Ednodio Quintero
Cuando su prometido regresó del mar, se
casaron. En su viaje a las islas orientales, el marido había aprendido con esmero
el arte del tatuaje. La noche misma de la boda, y ante el asombro de su amada, puso
en práctica sus habilidades: armado de agujas, tinta china y colorantes vegetales
dibujó en el vientre de la mujer un hermoso, enigmático y afilado puñal.
La felicidad de la pareja
fue intensa, y como ocurre en esos casos: breve. En el cuerpo del hombre revivió
alguna extraña enfermedad contraída en las islas pantanosas del este. Y una tarde
frente al mar, con la mirada perdida en la línea vaga del horizonte, el marino emprendió
el ansiado viaje a la eternidad.
En la soledad de su
aposento, la mujer daba rienda suelta a su llanto, y a ratos, como si en ello encontrase
algún consuelo, se acariciaba el vientre adornado por el precioso puñal.
El dolor fue intenso,
y también breve.

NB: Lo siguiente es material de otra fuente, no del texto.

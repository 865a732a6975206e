use crate::e2e::helpers;

use helpers::assertions::find_item;
use helpers::TestContext;
use hyper::StatusCode;
use pretty_assertions::assert_eq;
use serde_json::json;
use test_context::test_context;

#[test_context(TestContext)]
#[tokio::test]
async fn it_should_start_without_favorites(ctx: &TestContext) {
    let response = ctx.client.get("/api/favorites").await.unwrap();

    response.assert_status(StatusCode::OK);
    assert_eq!(response.body(), &json!({ "ids": [] }));
}

#[test_context(TestContext)]
#[tokio::test]
async fn it_should_add_and_list_favorites(ctx: &TestContext) {
    for id in ["news-rally", "news-chip", "news-rally"] {
        ctx.client
            .put_empty(&format!("/api/favorites/{}", id))
            .await
            .unwrap()
            .assert_status(StatusCode::NO_CONTENT);
    }

    let response = ctx.client.get("/api/favorites").await.unwrap();

    response.assert_status(StatusCode::OK);
    assert_eq!(
        response.body(),
        &json!({ "ids": ["news-chip", "news-rally"] })
    );
}

#[test_context(TestContext)]
#[tokio::test]
async fn it_should_mark_feed_items_as_favorite_and_read(ctx: &TestContext) {
    ctx.client
        .put_empty("/api/favorites/news-chip")
        .await
        .unwrap()
        .assert_status(StatusCode::NO_CONTENT);
    ctx.client
        .post_empty("/api/content/social-1/read")
        .await
        .unwrap()
        .assert_status(StatusCode::NO_CONTENT);

    let response = ctx.client.get("/api/feed").await.unwrap();

    response.assert_status(StatusCode::OK);
    let body = response.body();
    assert_eq!(find_item(body, "news-chip")["is_favorite"], true);
    assert_eq!(find_item(body, "news-chip")["is_read"], false);
    assert_eq!(find_item(body, "social-1")["is_read"], true);
    assert_eq!(find_item(body, "news-final")["is_favorite"], false);
}

#[test_context(TestContext)]
#[tokio::test]
async fn it_should_remove_favorites(ctx: &TestContext) {
    ctx.client
        .put_empty("/api/favorites/news-chip")
        .await
        .unwrap()
        .assert_status(StatusCode::NO_CONTENT);

    let response = ctx.client.delete("/api/favorites/news-chip").await.unwrap();
    response.assert_status(StatusCode::NO_CONTENT);

    let response = ctx.client.get("/api/favorites").await.unwrap();
    assert_eq!(response.body(), &json!({ "ids": [] }));

    let response = ctx.client.delete("/api/favorites/news-chip").await.unwrap();
    response
        .assert_status(StatusCode::NOT_FOUND)
        .assert_error_message("Favorite news-chip not found");
}

#[test_context(TestContext)]
#[tokio::test]
async fn it_should_reject_blank_content_ids(ctx: &TestContext) {
    let response = ctx.client.put_empty("/api/favorites/%20").await.unwrap();
    response
        .assert_status(StatusCode::BAD_REQUEST)
        .assert_error_message("Content id is required");
}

El otro, hombre de tierra firme, comenzó a rondarla. Ella, al principio
esquiva y recatada, fue cediendo terreno. Concertaron una cita. La noche convenida
ella lo aguardó desnuda en la penumbra del cuarto. Y en el fragor del combate, el
amante, recio e impetuoso, se le quedó muerto encima, atravesado por el puñal.